One of the first concerns when creating the new check-in process was how to avoid gridlock. “We needed to arrive our patients as expeditiously as possible so they wouldn’t be milling around in the lobby,” Sauer recalls.
A decision was made to set up self-check in, using a kiosk. “But in order to do that, we had to have all of our patients preregistered,” Sauer says.
Now, 99% of patients who come through the ambulatory care center are preregistered. “That can be something as simple as putting them on the schedule, and then we just check them in in the lobby,” Sauer explains.
Each service area had to ensure their patients all are preregistered prior to the patient coming into the building. Some physicians were in the habit of telling their patients directly to just come in, bypassing the usual process. The doctor does not tell anyone, so the patient is not scheduled.
“They’ll show up at the front door, and we can’t find them in the system. But we have a process in place where we can just add them on, and get them upstairs,” Sauer says.
Most service areas were preregistering most of their patients already. “We just needed to get them to do it all of the time,” Sauer adds.
Patient access leaders explained the reasoning behind it. “A little information goes a long way,” Sauer says. Administrative staff and clinicians realized that the new process was far more efficient. Since patients are in the system already, there are no delays. “They can go ahead and document. They can do the things they need to do,” Sauer says.
Staff in the clinical service areas now have less to do.
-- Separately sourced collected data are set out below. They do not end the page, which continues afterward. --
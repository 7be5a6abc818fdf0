//! Promotable admin-role allow-list repository.

use sea_orm::{
    ActiveModelTrait, ActiveValue, ColumnTrait, DatabaseConnection, DbErr, EntityTrait,
    QueryFilter, QueryOrder,
};

use crate::model::parse_snowflake;

/// Repository for the per-guild list of roles the bot may grant.
pub struct AdminRoleRepository<'a> {
    db: &'a DatabaseConnection,
}

impl<'a> AdminRoleRepository<'a> {
    pub fn new(db: &'a DatabaseConnection) -> Self {
        Self { db }
    }

    /// Adds a role to the allow-list.
    ///
    /// # Returns
    /// - `Ok(true)` - Role was added
    /// - `Ok(false)` - Role was already allowed
    /// - `Err(DbErr)` - Database error during query or insert
    pub async fn add(&self, guild_id: u64, role_id: u64) -> Result<bool, DbErr> {
        if self.contains(guild_id, role_id).await? {
            return Ok(false);
        }

        entity::promotion_admin_role::ActiveModel {
            guild_id: ActiveValue::Set(guild_id.to_string()),
            role_id: ActiveValue::Set(role_id.to_string()),
            ..Default::default()
        }
        .insert(self.db)
        .await?;

        Ok(true)
    }

    /// Removes a role from the allow-list.
    ///
    /// # Returns
    /// - `Ok(true)` - Role was removed
    /// - `Ok(false)` - Role was not on the list
    /// - `Err(DbErr)` - Database error during deletion
    pub async fn remove(&self, guild_id: u64, role_id: u64) -> Result<bool, DbErr> {
        let result = entity::prelude::PromotionAdminRole::delete_many()
            .filter(entity::promotion_admin_role::Column::GuildId.eq(guild_id.to_string()))
            .filter(entity::promotion_admin_role::Column::RoleId.eq(role_id.to_string()))
            .exec(self.db)
            .await?;

        Ok(result.rows_affected > 0)
    }

    pub async fn contains(&self, guild_id: u64, role_id: u64) -> Result<bool, DbErr> {
        let existing = entity::prelude::PromotionAdminRole::find()
            .filter(entity::promotion_admin_role::Column::GuildId.eq(guild_id.to_string()))
            .filter(entity::promotion_admin_role::Column::RoleId.eq(role_id.to_string()))
            .one(self.db)
            .await?;

        Ok(existing.is_some())
    }

    /// Lists the allow-listed role ids of a guild in insertion order.
    pub async fn list(&self, guild_id: u64) -> Result<Vec<u64>, DbErr> {
        entity::prelude::PromotionAdminRole::find()
            .filter(entity::promotion_admin_role::Column::GuildId.eq(guild_id.to_string()))
            .order_by_asc(entity::promotion_admin_role::Column::Id)
            .all(self.db)
            .await?
            .into_iter()
            .map(|model| parse_snowflake(&model.role_id, "role_id"))
            .collect()
    }
}
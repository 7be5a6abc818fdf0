//! Test factories for creating Serenity API objects.
//!
//! Code that converts Serenity structs into the bot's own snapshots needs real Serenity
//! values in tests. These factories deserialize them from JSON shaped like Discord's API
//! payloads.
//!
//! # Available Factories
//!
//! - `role::create_test_role` - Create Serenity Role objects
//! - `member::create_test_member` - Create Serenity Member objects

pub mod member;
pub mod role;

pub use member::create_test_member;
pub use role::create_test_role;
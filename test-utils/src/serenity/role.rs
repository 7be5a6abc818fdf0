//! Test factory for creating Serenity Role objects.
//!
//! Roles are built by deserializing JSON, simulating what Discord's API would return.

use serenity::all::Role;

/// Creates a test Serenity Role with customizable fields.
///
/// All other fields are set to reasonable defaults (not hoisted, not managed, not
/// mentionable).
///
/// # Arguments
/// - `role_id` - Discord role ID (snowflake)
/// - `name` - Role name
/// - `position` - Role position in the hierarchy (higher = more important)
/// - `permissions` - Permission bitfield, e.g. `Permissions::MANAGE_ROLES.bits()`
///
/// # Returns
/// - `Role` - A valid Serenity Role struct for testing
///
/// # Panics
/// - If the JSON cannot be deserialized into a Role (indicates invalid test data)
///
/// # Examples
///
/// ```rust,ignore
/// use test_utils::serenity::role::create_test_role;
///
/// let bot_role = create_test_role(1, "Rolekeeper", 50, Permissions::MANAGE_ROLES.bits());
/// let moderator = create_test_role(2, "Moderator", 10, 0);
/// ```
pub fn create_test_role(role_id: u64, name: &str, position: i16, permissions: u64) -> Role {
    serde_json::from_value(serde_json::json!({
        "id": role_id.to_string(),
        "name": name,
        "color": 0,
        "colors": {
            "primary_color": 0,
            "secondary_color": null,
            "tertiary_color": null,
        },
        "hoist": false,
        "icon": null,
        "unicode_emoji": null,
        "position": position,
        "permissions": permissions.to_string(),
        "managed": false,
        "mentionable": false,
    }))
    .expect("Failed to create test role - invalid JSON structure")
}
//! Admin application repository.

use chrono::Utc;
use sea_orm::{
    ActiveModelTrait, ActiveValue, ColumnTrait, DatabaseConnection, DbErr, EntityTrait,
    QueryFilter,
};

use crate::model::{application::AdminApplication, stats::UserStats};

pub struct AdminApplicationRepository<'a> {
    db: &'a DatabaseConnection,
}

impl<'a> AdminApplicationRepository<'a> {
    pub fn new(db: &'a DatabaseConnection) -> Self {
        Self { db }
    }

    /// Inserts a pending application under a pre-generated id.
    ///
    /// # Returns
    /// - `Ok(AdminApplication)` - The created application
    /// - `Err(DbErr)` - Database error during insert (including an id collision)
    pub async fn create(
        &self,
        id: &str,
        guild_id: u64,
        candidate_id: u64,
        requester_id: u64,
        stats: &UserStats,
    ) -> Result<AdminApplication, DbErr> {
        let snapshot = serde_json::to_string(stats)
            .map_err(|e| DbErr::Custom(format!("Failed to serialize stats snapshot: {}", e)))?;

        let entity = entity::admin_application::ActiveModel {
            id: ActiveValue::Set(id.to_string()),
            guild_id: ActiveValue::Set(guild_id.to_string()),
            candidate_id: ActiveValue::Set(candidate_id.to_string()),
            requester_id: ActiveValue::Set(requester_id.to_string()),
            created_at: ActiveValue::Set(Utc::now()),
            user_stats_snapshot: ActiveValue::Set(Some(snapshot)),
            channel_id: ActiveValue::Set(None),
            message_id: ActiveValue::Set(None),
        }
        .insert(self.db)
        .await?;

        AdminApplication::from_entity(entity)
    }

    pub async fn find_by_id(&self, id: &str) -> Result<Option<AdminApplication>, DbErr> {
        entity::prelude::AdminApplication::find_by_id(id.to_string())
            .one(self.db)
            .await?
            .map(AdminApplication::from_entity)
            .transpose()
    }

    /// Finds the pending application for a candidate, if any.
    pub async fn find_by_candidate(
        &self,
        guild_id: u64,
        candidate_id: u64,
    ) -> Result<Option<AdminApplication>, DbErr> {
        entity::prelude::AdminApplication::find()
            .filter(entity::admin_application::Column::GuildId.eq(guild_id.to_string()))
            .filter(entity::admin_application::Column::CandidateId.eq(candidate_id.to_string()))
            .one(self.db)
            .await?
            .map(AdminApplication::from_entity)
            .transpose()
    }

    /// Records where the approval embed was posted.
    pub async fn set_message(&self, id: &str, channel_id: u64, message_id: u64) -> Result<(), DbErr> {
        let Some(existing) = entity::prelude::AdminApplication::find_by_id(id.to_string())
            .one(self.db)
            .await?
        else {
            return Ok(());
        };

        let mut active: entity::admin_application::ActiveModel = existing.into();
        active.channel_id = ActiveValue::Set(Some(channel_id.to_string()));
        active.message_id = ActiveValue::Set(Some(message_id.to_string()));
        active.update(self.db).await?;

        Ok(())
    }

    pub async fn delete(&self, id: &str) -> Result<bool, DbErr> {
        let result = entity::prelude::AdminApplication::delete_by_id(id.to_string())
            .exec(self.db)
            .await?;

        Ok(result.rows_affected > 0)
    }
}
No longer do they check patients in, secure signed documents, or place arm bands. “My staff took over that process for them,” Sauer explains.
When the center first opened, average check-in time was about three or four minutes. “We are now down to about 90 seconds,” Sauer reports. “Not only have our staff learned the process, most of our patients have, too.”
Some physician practices in the health system used kiosks, but this was the patient access department’s first experience with them. One major concern was the five different registration systems used to check patients in at various hospital areas. “We needed a system that would be able to talk to all of the downstream systems,” Sauer says.
The ambulatory care center covers multiple different services, not just ambulatory surgery and endoscopy but also the infusion center, radiation oncology, and the GI physician practices. The kiosks now send information to all these registration systems. Patient access worked closely with IT to achieve this. “We told them, ‘This is the vision. We need to get from here to there,’” Sauer recalls. “And they did it.”